Mais non, c’est pour de rire ! Je suis studieuse et pense prioritairement à vous cher(e)s lecteur (trice) qui vous lamentez jour après jour de ne pas pouvoir lire de nouvelles notes sur mon blog. Ben mes cochons (c’est super affectueux, hein, pas de mauvaises pensées !), vous allez être servis !

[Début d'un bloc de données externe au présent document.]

//! Fetch-all orchestration and the per-resident query surface.

use crate::accrual::{compute_owed, year_statuses, PaymentStatus};
use crate::cache::{CachedSnapshot, SnapshotCache};
use crate::config::BuildingConfig;
use crate::error::Result;
use crate::ingestion::{
    normalize_building, normalize_expenses, normalize_payments, normalize_residents,
    normalize_total,
};
use crate::ledger::MONTHS_PER_YEAR;
use crate::month::MonthResolver;
use crate::schema::{BuildingSnapshot, Expense, ResidentReport};
use crate::table::{parse_response, Table};
use crate::utils::{local_now, paginate, reference_period, timestamp_millis};
use chrono::{DateTime, FixedOffset, NaiveDate};
use log::{debug, error, info, warn};
use serde::{Deserialize, Serialize};

/// Transport that returns the raw, envelope-wrapped text of one sheet.
#[allow(async_fn_in_trait)]
pub trait SheetSource {
    async fn fetch_sheet(&self, sheet_name: &str) -> Result<String>;
}

/// Parsed tables of the five sheets, before normalization.
#[derive(Debug, Clone, Default)]
pub struct SheetTables {
    pub payments: Table,
    pub total: Table,
    pub expenses: Table,
    pub building: Table,
    pub residents: Table,
}

/// Runs all five projections. The projections are independent of each other.
pub fn build_snapshot(
    tables: &SheetTables,
    resolver: &MonthResolver,
    today: NaiveDate,
) -> BuildingSnapshot {
    BuildingSnapshot {
        payments: normalize_payments(&tables.payments, resolver, today),
        total: normalize_total(&tables.total),
        expenses: normalize_expenses(&tables.expenses),
        building: normalize_building(&tables.building),
        residents: normalize_residents(&tables.residents),
    }
}

#[derive(Debug, Clone, PartialEq, Serialize, Deserialize)]
pub struct ApartmentView {
    pub number: u32,
    /// Resident in the matching payments column, if any.
    pub resident: Option<String>,
    /// Current-year statuses, January first.
    pub statuses: [PaymentStatus; MONTHS_PER_YEAR],
}

impl ApartmentView {
    pub fn label(&self) -> String {
        self.resident
            .clone()
            .unwrap_or_else(|| format!("Apartment {}", self.number))
    }
}

#[derive(Debug, Clone, PartialEq, Serialize, Deserialize)]
pub struct FloorView {
    pub number: usize,
    pub apartments: Vec<ApartmentView>,
}

impl BuildingSnapshot {
    pub fn resident_report(&self, name: &str, today: NaiveDate, monthly_due: f64) -> ResidentReport {
        let (current_year, current_month) = reference_period(today);
        let payments = self.payments.resident_payments(name);
        let owed = compute_owed(payments, current_year, current_month, monthly_due);

        ResidentReport {
            name: name.to_string(),
            payments: payments.cloned().unwrap_or_default(),
            years: self.payments.years.clone(),
            owed: owed.owed_current,
            last_year_owed: owed.owed_prior,
            property_owner: self
                .residents
                .get(name)
                .map(|info| info.property_owner.clone())
                .unwrap_or_default(),
        }
    }

    /// Floors top to bottom, each apartment joined to its resident by
    /// position and annotated with this year's statuses.
    pub fn building_view(&self, today: NaiveDate) -> Vec<FloorView> {
        let (current_year, _) = reference_period(today);

        self.building
            .iter()
            .map(|floor| FloorView {
                number: floor.number,
                apartments: floor
                    .apartments
                    .iter()
                    .map(|&number| {
                        let resident = self.payments.resident_for_apartment(number);
                        let year = resident
                            .and_then(|name| self.payments.resident_payments(name))
                            .and_then(|by_year| by_year.get(&current_year));
                        ApartmentView {
                            number,
                            resident: resident.map(str::to_string),
                            statuses: year_statuses(year, current_year, today),
                        }
                    })
                    .collect(),
            })
            .collect()
    }

    pub fn expenses_page(&self, page: usize, per_page: usize) -> &[Expense] {
        paginate(&self.expenses, page, per_page)
    }
}

/// Entry point tying a sheet source, a snapshot cache and the configuration
/// together.
pub struct BuildingFund<S, C> {
    source: S,
    cache: C,
    config: BuildingConfig,
    resolver: MonthResolver,
}

impl<S: SheetSource, C: SnapshotCache> BuildingFund<S, C> {
    pub fn new(source: S, cache: C, config: BuildingConfig) -> Result<Self> {
        config.validate()?;
        let resolver = config.month_resolver()?;
        Ok(Self {
            source,
            cache,
            config,
            resolver,
        })
    }

    pub fn config(&self) -> &BuildingConfig {
        &self.config
    }

    pub fn source(&self) -> &S {
        &self.source
    }

    pub fn cache(&self) -> &C {
        &self.cache
    }

    pub async fn fetch_all_data(&self, force_refresh: bool) -> Result<BuildingSnapshot> {
        self.fetch_all_data_at(local_now(), force_refresh).await
    }

    /// Returns the cached snapshot while it is fresh, otherwise fetches the
    /// five sheets concurrently and rebuilds it. A failure in any sheet fails
    /// the whole call and leaves the cache untouched.
    ///
    /// Freshness is measured on the absolute instant of `now`; its local date
    /// only picks the reference year for the payments sheet.
    pub async fn fetch_all_data_at(
        &self,
        now: DateTime<FixedOffset>,
        force_refresh: bool,
    ) -> Result<BuildingSnapshot> {
        let now_millis = timestamp_millis(&now);
        let key = &self.config.cache_key;

        if !force_refresh {
            if let Some(cached) = self.cache.get(key) {
                if cached.is_fresh(now_millis, self.config.cache_ttl()) {
                    info!("Serving building snapshot from cache '{}'", key);
                    return Ok(cached.data);
                }
                debug!("Cached snapshot '{}' expired", key);
            }
        }

        let sheets = &self.config.sheets;
        info!(
            "Fetching sheets for spreadsheet {}",
            self.config.spreadsheet_id
        );
        let (payments, total, expenses, building, residents) = futures::try_join!(
            self.fetch_table(&sheets.payments),
            self.fetch_table(&sheets.total),
            self.fetch_table(&sheets.expenses),
            self.fetch_table(&sheets.building),
            self.fetch_table(&sheets.residents),
        )?;

        let tables = SheetTables {
            payments,
            total,
            expenses,
            building,
            residents,
        };
        let snapshot = build_snapshot(&tables, &self.resolver, now.date_naive());

        if let Err(e) = self
            .cache
            .set(key, &CachedSnapshot::new(snapshot.clone(), now_millis))
        {
            warn!("Failed to cache building snapshot: {}", e);
        }

        Ok(snapshot)
    }

    async fn fetch_table(&self, sheet_name: &str) -> Result<Table> {
        let parsed = match self.source.fetch_sheet(sheet_name).await {
            Ok(raw) => parse_response(&raw),
            Err(e) => Err(e),
        };
        parsed.inspect_err(|e| error!("Error fetching sheet \"{}\": {}", sheet_name, e))
    }

    pub async fn get_resident_data(&self, name: &str) -> Result<ResidentReport> {
        self.get_resident_data_at(name, local_now()).await
    }

    pub async fn get_resident_data_at(
        &self,
        name: &str,
        now: DateTime<FixedOffset>,
    ) -> Result<ResidentReport> {
        let snapshot = self.fetch_all_data_at(now, false).await?;
        Ok(snapshot.resident_report(name, now.date_naive(), self.config.monthly_due))
    }
}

Et avant toute chose, une nouvelle que je voulais vous délivrer depuis bien longtemps, avant Montreuil, avant la mort de Noiret et le début de mes horaires professionnels de Noël.

 

 

                       Courant 2007 (pas encore de date arrêtée), je vais publier un nouvel album !!!

 

 

OUI !!! Je ne peux bien sûr pas vous en parler en détail mais je peux déjà vous donner les nom de la maison d’édition qui a l’audace et le courage de publier ce texte : Où sont les enfants ? Une très bonne petite équipe qui prend des risques et qui fait confiance.

 

 

 

Qu’est-ce que je peux vous dire d’autre sans tout dévoiler ? Les illustrations, comme dans les autres ouvrages (Petite brouette de survie, L’amour à Gogo, Mlle Zazie et les femmes nues, Disparue, La nef des fous, Histoire à dormir debout) seront des photos.  Je tiens énormément à ce texte. Il parle d’enfants (pour ceux qui me connaissent un peu, ç’est évident que ça parle d’enfants !), de l’amitié éternelle de deux petites filles et de l’espoir que porte cette amitié.

 

Je suis heureuse et fière de publier chez cet éditeur. Dans quelques mois (premier trimestre 2007), vous pourrez lire un article complet sur cette maison d’édition dans la Revue Crokalire. Bien entendu,vous aurai droit à une piqûre de rappel !

 

L’ouvrage n’est pas encore terminé, il faut maintenant travailler sur les photos (non, non, ce n’est pas moi qui les réalise !). Pour la première fois, j’ai travaillé des idées de photos avec une photographe. C’est très intéressant et ça permet de prendre du recul et d’apporter des questionnements sur son propre travail.

J’ai hâte de voir les premières photos avec et sans le texte (puisque les photos ont leurs propres expressions et qu’heureusement, tout comme l’illustration, n’a pas pour but premier de reprendre ce que dit déjà le texte.)

 

Il faut croire que l’idée de la photo me poursuit avec bonheur puisqu’il y a de cela un mois environ, un ami photographe professionnel a fait appel à moi pour écrire un texte à partir d’un de ses projets photographiques. Le résultat est surprenant, original. Nous l’avons montré à quelques éditeurs (à Montreuil) et tous ont été enthousiasmés par le projet !

 

Et j'ai pas mal d'amis photographes (hé hé hé !!!)

 

Allez, je vous laisse. J’ai d’autres notes à concocter, des mails à envoyer, des textes à relire, à écrire, à imaginer et puis le chat à nourrir !!!